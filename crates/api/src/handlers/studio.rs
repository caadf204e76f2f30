//! Handlers for the studio: model catalog, wizard sessions, and the
//! server-driven generation flow.
//!
//! Wizard drafts are keyed by the authenticated user, so an interrupted
//! session resumes on any device.

use axum::extract::{Path, State};
use axum::http::StatusCode;
use axum::response::IntoResponse;
use axum::Json;
use serde::{Deserialize, Serialize};

use espelho_core::error::CoreError;
use espelho_core::generation::FailureKind;
use espelho_core::style::{Style, ALL_STYLES};
use espelho_core::types::DbId;
use espelho_core::wizard::WizardStep;
use espelho_db::models::asset::Asset;
use espelho_db::models::job::TryOnJob;
use espelho_db::repositories::AssetRepo;
use espelho_studio::models::{config_for, resolve_model, AI_MODELS};
use espelho_studio::orchestrator::GenerateInput;

use crate::error::{AppError, AppResult};
use crate::middleware::auth::AuthUser;
use crate::response::DataResponse;
use crate::state::AppState;

/// Style applied when neither the request nor the draft selected one.
const DEFAULT_STYLE: Style = Style::Editorial;

fn session_key(auth: &AuthUser) -> String {
    auth.user_id.to_string()
}

// ---------------------------------------------------------------------------
// Catalog
// ---------------------------------------------------------------------------

#[derive(Debug, Serialize)]
#[serde(rename_all = "camelCase")]
pub struct ModelEntry {
    pub id: &'static str,
    pub label: &'static str,
    pub provider: &'static str,
    pub can_generate_images: bool,
    pub recommended: bool,
}

#[derive(Debug, Serialize)]
#[serde(rename_all = "camelCase")]
pub struct StyleEntry {
    pub id: &'static str,
    pub label: &'static str,
}

/// GET /api/v1/studio/models -- the selectable model catalog.
pub async fn list_models() -> impl IntoResponse {
    let models: Vec<ModelEntry> = AI_MODELS
        .iter()
        .enumerate()
        .map(|(i, m)| ModelEntry {
            id: m.id,
            label: m.label,
            provider: m.kind.as_str(),
            can_generate_images: m.can_generate_images,
            recommended: i == 0,
        })
        .collect();
    Json(DataResponse { data: models })
}

/// GET /api/v1/studio/styles -- the six wire-stable styles.
pub async fn list_styles() -> impl IntoResponse {
    let styles: Vec<StyleEntry> = ALL_STYLES
        .iter()
        .map(|s| StyleEntry {
            id: s.as_str(),
            label: s.label(),
        })
        .collect();
    Json(DataResponse { data: styles })
}

// ---------------------------------------------------------------------------
// Wizard
// ---------------------------------------------------------------------------

/// GET /api/v1/studio/wizard
///
/// Resume the caller's wizard session on the furthest valid step.
pub async fn get_wizard(
    auth: AuthUser,
    State(state): State<AppState>,
) -> AppResult<impl IntoResponse> {
    let draft = state.wizard.resume(&session_key(&auth)).await?;
    Ok(Json(DataResponse { data: draft }))
}

#[derive(Debug, Deserialize)]
pub struct SelectAssetBody {
    pub asset_id: DbId,
}

/// PUT /api/v1/studio/wizard/garment -- record the step-1 selection.
pub async fn select_garment(
    auth: AuthUser,
    State(state): State<AppState>,
    Json(body): Json<SelectAssetBody>,
) -> AppResult<impl IntoResponse> {
    // Selection must reference a real, visible garment.
    load_garment(&state, &auth, body.asset_id).await?;
    let draft = state
        .wizard
        .select_garment(&session_key(&auth), body.asset_id)
        .await?;
    Ok(Json(DataResponse { data: draft }))
}

/// PUT /api/v1/studio/wizard/model -- record the step-2 selection.
pub async fn select_model(
    auth: AuthUser,
    State(state): State<AppState>,
    Json(body): Json<SelectAssetBody>,
) -> AppResult<impl IntoResponse> {
    load_owned_asset(&state, &auth, body.asset_id).await?;
    let draft = state
        .wizard
        .select_model(&session_key(&auth), body.asset_id)
        .await?;
    Ok(Json(DataResponse { data: draft }))
}

#[derive(Debug, Deserialize)]
pub struct StyleBody {
    pub style: Option<Style>,
    #[serde(default)]
    pub instructions: String,
}

/// PUT /api/v1/studio/wizard/style -- record step-3 style and instructions.
pub async fn set_style(
    auth: AuthUser,
    State(state): State<AppState>,
    Json(body): Json<StyleBody>,
) -> AppResult<impl IntoResponse> {
    let draft = state
        .wizard
        .set_style_and_instructions(&session_key(&auth), body.style, body.instructions)
        .await?;
    Ok(Json(DataResponse { data: draft }))
}

/// POST /api/v1/studio/wizard/navigate/{step}
///
/// Move the session to a step (1-4), enforcing the entry rules.
pub async fn navigate(
    auth: AuthUser,
    State(state): State<AppState>,
    Path(step): Path<u8>,
) -> AppResult<impl IntoResponse> {
    let target = WizardStep::from_number(step)?;
    let draft = state.wizard.navigate(&session_key(&auth), target).await?;
    Ok(Json(DataResponse { data: draft }))
}

/// DELETE /api/v1/studio/wizard -- discard the session's draft.
pub async fn clear_wizard(
    auth: AuthUser,
    State(state): State<AppState>,
) -> AppResult<impl IntoResponse> {
    state.wizard.clear(&session_key(&auth)).await?;
    Ok(StatusCode::NO_CONTENT)
}

// ---------------------------------------------------------------------------
// Generate
// ---------------------------------------------------------------------------

#[derive(Debug, Deserialize)]
#[serde(rename_all = "camelCase")]
pub struct GenerateBody {
    /// Model override; falls back to the recommended default.
    pub model_id: Option<String>,
    /// Style override; falls back to the draft's saved style.
    pub style: Option<Style>,
    pub instructions: Option<String>,
    pub prompt_version: Option<String>,
}

#[derive(Debug, Serialize)]
#[serde(rename_all = "camelCase")]
pub struct FailurePayload {
    pub code: &'static str,
    pub message: String,
    pub retriable: bool,
}

#[derive(Debug, Serialize)]
#[serde(rename_all = "camelCase")]
pub struct GenerateResponse {
    pub success: bool,
    pub job: TryOnJob,
    #[serde(skip_serializing_if = "Option::is_none")]
    pub image: Option<String>,
    #[serde(skip_serializing_if = "Option::is_none")]
    pub failure: Option<FailurePayload>,
}

/// POST /api/v1/studio/generate
///
/// Execute step 4 of the wizard: run the full pipeline against the session's
/// selections. The draft is cleared only when an image was produced, so a
/// failed attempt can be retried without re-selecting anything.
pub async fn generate(
    auth: AuthUser,
    State(state): State<AppState>,
    Json(body): Json<GenerateBody>,
) -> AppResult<impl IntoResponse> {
    let session = session_key(&auth);
    let draft = state.wizard.load_or_new(&session).await?;

    let (Some(garment_id), Some(model_id)) = (draft.garment_asset_id, draft.model_asset_id)
    else {
        return Err(AppError::Core(CoreError::Validation(
            "Selecione a peça de roupa e a foto da modelo antes de gerar.".into(),
        )));
    };

    let garment = load_garment(&state, &auth, garment_id).await?;
    let model_asset = load_owned_asset(&state, &auth, model_id).await?;

    let garment_bytes = state.artifacts.get(&garment.file_path).await?;
    let model_bytes = state.artifacts.get(&model_asset.file_path).await?;

    // Override > saved preference > recommended default. An explicit
    // override becomes the new preference once it resolves to a real model.
    let prefs = state.wizard.preferences(&session).await?;
    let model = resolve_model(body.model_id.as_deref(), prefs.model_id.as_deref());
    if body.model_id.is_some() {
        state.wizard.remember_model(&session, model.id).await?;
    }
    let config = config_for(model);
    // The draft's style already reflects the saved preference when the user
    // never picked one this session.
    let style = body.style.or(draft.style).unwrap_or(DEFAULT_STYLE);
    let instructions = body
        .instructions
        .clone()
        .unwrap_or_else(|| draft.instructions.clone());

    // Storefront garments keep their seller attribution on the job.
    let product_owner_id = (garment.owner_id != auth.user_id).then_some(garment.owner_id);

    let outcome = state
        .orchestrator
        .generate(
            auth.user_id,
            GenerateInput {
                garment_asset_id: garment_id,
                model_asset_id: model_id,
                product_owner_id,
                garment_bytes,
                model_bytes,
                style,
                instructions,
                config,
                prompt_version: body.prompt_version.clone(),
            },
        )
        .await?;

    if outcome.result.is_ok() {
        state.wizard.clear(&session).await?;
    }

    let response = match outcome.result {
        Ok(image) => GenerateResponse {
            success: true,
            job: outcome.job,
            image: Some(image.data_url),
            failure: None,
        },
        Err(failure) => GenerateResponse {
            success: false,
            // The job carries the composed user-facing copy; the payload
            // adds the stable code and retry hint.
            image: None,
            failure: Some(FailurePayload {
                code: failure.kind.as_str(),
                message: outcome
                    .job
                    .error_message
                    .clone()
                    .unwrap_or(failure.message),
                retriable: failure.retriable && failure.kind != FailureKind::CapabilityMismatch,
            }),
            job: outcome.job,
        },
    };

    Ok((StatusCode::CREATED, Json(DataResponse { data: response })))
}

// ---------------------------------------------------------------------------
// Helpers
// ---------------------------------------------------------------------------

/// Load an asset the caller owns.
async fn load_owned_asset(
    state: &AppState,
    auth: &AuthUser,
    asset_id: DbId,
) -> AppResult<Asset> {
    let asset = AssetRepo::find_by_id(&state.pool, asset_id)
        .await?
        .ok_or(AppError::Core(CoreError::NotFound {
            entity: "Asset",
            id: asset_id,
        }))?;
    if asset.owner_id != auth.user_id {
        return Err(AppError::Core(CoreError::Forbidden(
            "Cannot use another user's asset".into(),
        )));
    }
    Ok(asset)
}

/// Load a garment: the caller's own asset, or any published storefront
/// product.
async fn load_garment(state: &AppState, auth: &AuthUser, asset_id: DbId) -> AppResult<Asset> {
    let asset = AssetRepo::find_by_id(&state.pool, asset_id)
        .await?
        .ok_or(AppError::Core(CoreError::NotFound {
            entity: "Asset",
            id: asset_id,
        }))?;
    if asset.owner_id != auth.user_id && !asset.published {
        return Err(AppError::Core(CoreError::Forbidden(
            "Cannot use another user's unpublished asset".into(),
        )));
    }
    Ok(asset)
}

◇ ◇ ◇ ◇

Activity>
Would you restate, word for word, every line of the listing from its first line through the line with "use espelho_db::models::job::TryOnJob;"?

Solved problem>
filename crates/api/src/handlers/studio.rs
repository caadf204e76f2f30
//! Handlers for the studio: model catalog, wizard sessions, and the
//! server-driven generation flow.
//!
//! Wizard drafts are keyed by the authenticated user, so an interrupted
//! session resumes on any device.

use axum::extract::{Path, State};
use axum::http::StatusCode;
use axum::response::IntoResponse;
use axum::Json;
use serde::{Deserialize, Serialize};

use espelho_core::error::CoreError;
use espelho_core::generation::FailureKind;
use espelho_core::style::{Style, ALL_STYLES};
use espelho_core::types::DbId;
use espelho_core::wizard::WizardStep;
use espelho_db::models::asset::Asset;
use espelho_db::models::job::TryOnJob;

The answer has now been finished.